=== Section Start ===

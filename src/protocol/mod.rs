//! Protocol Layer: Fixed-Size Envelopes
//!
//! Prinsip desain:
//! - Satu slot = satu envelope: granularity klaim ring buffer tetap
//! - Payload variabel disimpan inline dengan field panjang
//! - Payload lebih besar dari satu envelope dipecah jadi fragment berurutan

mod encoder;
mod envelope;

pub use encoder::{Decoder, Encoder, Fragments, Message};
pub use envelope::{Envelope, FLAG_CONTINUED, FLAG_MORE};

=== Section End ===

Problem requirements:
All of the entries must be printed again exactly as given.

Task solution:
filename src/protocol/mod.rs
//! Protocol Layer: Fixed-Size Envelopes
//!
//! Prinsip desain:
//! - Satu slot = satu envelope: granularity klaim ring buffer tetap
//! - Payload variabel disimpan inline dengan field panjang
//! - Payload lebih besar dari satu envelope dipecah jadi fragment berurutan

mod encoder;
mod envelope;

pub use encoder::{Decoder, Encoder, Fragments, Message};
pub use envelope::{Envelope, FLAG_CONTINUED, FLAG_MORE};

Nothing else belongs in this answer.